Laura Weidman Powers
Co-Founder and CEO, CODE2040, CODE2040.org
San Francisco, CA
The data are disturbing. According to CODE2040, a San Francisco-based nonprofit that is creating pathways to success for people of color in the tech industry, there will be one million jobs in tech that are unfilled by the year 2020. And while Blacks and Latino/as earn 18% of the computer science bachelor’s degrees, their makeup in the Silicon Valley workforce—the world’s technological center—hovers at somewhere between five and ten percent.
Perhaps more alarming is what happens before these students enter the workforce. Nationally, about one-third of students majoring in computer science drop the major. Among people of color, that number jumps to an astounding 70-96%. Students who feel socially isolated and lack exposure to the tech industry and to mentors who look like them find the path too difficult to navigate alone.
CODE2040 was founded in 2012 to change all that.

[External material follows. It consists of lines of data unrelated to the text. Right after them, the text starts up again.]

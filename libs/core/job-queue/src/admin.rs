//! Health and admin HTTP handlers
//!
//! Reusable axum handlers consumed by the admin UI:
//! - Liveness probes (`/health`, `/healthz`)
//! - Readiness probe (`/ready`)
//! - Queue stats and connection health (`/queue/*`)
//! - DLQ inspection and retry/breaker administration (`/admin/*`)
//! - Prometheus metrics (`/metrics`)

use crate::metrics;
use crate::service::QueueService;
use axum::{
    Json, Router,
    extract::{Query, State},
    http::{StatusCode, header},
    response::IntoResponse,
    routing::{get, post},
};
use serde::Deserialize;
use serde_json::{Value, json};
use std::sync::Arc;

/// Shared state for the admin endpoints.
#[derive(Clone)]
pub struct AdminState {
    pub service: Arc<QueueService>,
    pub app_name: String,
    pub app_version: String,
}

impl AdminState {
    pub fn new(
        service: Arc<QueueService>,
        app_name: impl Into<String>,
        app_version: impl Into<String>,
    ) -> Self {
        Self {
            service,
            app_name: app_name.into(),
            app_version: app_version.into(),
        }
    }
}

/// Liveness probe handler. Always returns OK while the process is up.
pub async fn health_handler(State(state): State<AdminState>) -> Json<Value> {
    Json(json!({
        "status": "healthy",
        "name": state.app_name,
        "version": state.app_version,
    }))
}

/// Readiness probe handler: ready once the broker connection is established.
pub async fn ready_handler(
    State(state): State<AdminState>,
) -> Result<(StatusCode, Json<Value>), (StatusCode, Json<Value>)> {
    let status = state.service.connection_status();

    if status.connection.connected {
        Ok((
            StatusCode::OK,
            Json(json!({
                "status": "ready",
                "checks": { "broker": "ok" }
            })),
        ))
    } else {
        Err((
            StatusCode::SERVICE_UNAVAILABLE,
            Json(json!({
                "status": "not_ready",
                "checks": {
                    "broker": format!(
                        "disconnected (reconnect attempt {}/{})",
                        status.connection.reconnect_attempt,
                        status.connection.max_reconnect_attempts
                    )
                }
            })),
        ))
    }
}

/// Job counts grouped by status.
///
/// `GET /queue/stats`
pub async fn stats_handler(
    State(state): State<AdminState>,
) -> Result<impl IntoResponse, (StatusCode, Json<Value>)> {
    match state.service.stats().await {
        Ok(stats) => Ok(Json(stats)),
        Err(e) => Err((
            StatusCode::INTERNAL_SERVER_ERROR,
            Json(json!({ "error": e.to_string() })),
        )),
    }
}

/// Broker connection plus circuit breaker snapshot.
///
/// `GET /queue/connection`
pub async fn connection_handler(State(state): State<AdminState>) -> impl IntoResponse {
    Json(state.service.connection_status())
}

/// Get DLQ statistics.
///
/// `GET /admin/dlq/stats`
pub async fn dlq_stats_handler(
    State(state): State<AdminState>,
) -> Result<impl IntoResponse, (StatusCode, Json<Value>)> {
    match state.service.dead_letter_stats().await {
        Ok(stats) => Ok(Json(stats)),
        Err(e) => Err((
            StatusCode::INTERNAL_SERVER_ERROR,
            Json(json!({ "error": e.to_string() })),
        )),
    }
}

/// Query parameters for DLQ list and retry endpoints.
#[derive(Debug, Deserialize)]
pub struct LimitParams {
    /// Maximum number of items to touch (default: 10, max: 100)
    #[serde(default = "default_limit")]
    pub limit: usize,
}

fn default_limit() -> usize {
    10
}

/// Inspect DLQ messages without consuming them.
///
/// `GET /admin/dlq/messages?limit=10`
pub async fn dlq_messages_handler(
    State(state): State<AdminState>,
    Query(params): Query<LimitParams>,
) -> Result<impl IntoResponse, (StatusCode, Json<Value>)> {
    let limit = params.limit.min(100);

    match state.service.dlq_messages(limit).await {
        Ok(messages) => {
            let count = messages.len();
            Ok(Json(json!({
                "messages": messages,
                "limit": limit,
                "count": count
            })))
        }
        Err(e) => Err((
            StatusCode::INTERNAL_SERVER_ERROR,
            Json(json!({ "error": e.to_string() })),
        )),
    }
}

/// Re-queue failed jobs that are still under their attempt limit.
///
/// `POST /admin/jobs/retry?limit=10`
pub async fn retry_handler(
    State(state): State<AdminState>,
    Query(params): Query<LimitParams>,
) -> impl IntoResponse {
    let limit = params.limit.min(100);
    let retried = state.service.retry_failed_jobs(limit as i64).await;

    Json(json!({
        "success": true,
        "retried": retried,
        "limit": limit
    }))
}

/// Force the circuit breaker closed.
///
/// `POST /admin/circuit-breaker/reset`
pub async fn reset_breaker_handler(State(state): State<AdminState>) -> impl IntoResponse {
    state.service.reset_circuit_breaker();

    Json(json!({
        "success": true,
        "message": "Circuit breaker reset to CLOSED"
    }))
}

/// Prometheus metrics endpoint handler.
pub async fn metrics_handler() -> impl IntoResponse {
    match metrics::prometheus_handle() {
        Some(handle) => (
            StatusCode::OK,
            [(header::CONTENT_TYPE, "text/plain; charset=utf-8")],
            handle.render(),
        )
            .into_response(),
        None => (
            StatusCode::SERVICE_UNAVAILABLE,
            [(header::CONTENT_TYPE, "text/plain; charset=utf-8")],
            "Metrics not initialized. Call metrics::init_metrics() at startup.".to_string(),
        )
            .into_response(),
    }
}

/// Router with health, queue, DLQ admin, and metrics endpoints.
pub fn admin_router(state: AdminState) -> Router {
    Router::new()
        // Health endpoints
        .route("/health", get(health_handler))
        .route("/healthz", get(health_handler))
        .route("/ready", get(ready_handler))
        .route("/readyz", get(ready_handler))
        // Queue observability
        .route("/queue/stats", get(stats_handler))
        .route("/queue/connection", get(connection_handler))
        // Admin endpoints
        .route("/admin/dlq/stats", get(dlq_stats_handler))
        .route("/admin/dlq/messages", get(dlq_messages_handler))
        .route("/admin/jobs/retry", post(retry_handler))
        .route("/admin/circuit-breaker/reset", post(reset_breaker_handler))
        // Metrics
        .route("/metrics", get(metrics_handler))
        .with_state(state)
}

It is the creation of two dynamic Bay Area entrepreneurs, Laura Weidman Powers and Tristan Walker. The two met while at Stanford’s business school. As people of color, they were struck by the lack of diversity in Silicon Valley’s booming tech culture, and the two set out to do something about it. Today, Walker is chairman of CODE2040’s board, while Powers runs the organization.
By the year 2040, the United States will be a “minority majority” country—and Blacks and Latino/as will be fueling that conversion; it is projected they will comprise 42% of the total population. Named for that symbolic year, CODE2040 is breaking down the barriers to entry for people of color by educating the corporate world and supporting and mentoring people of color.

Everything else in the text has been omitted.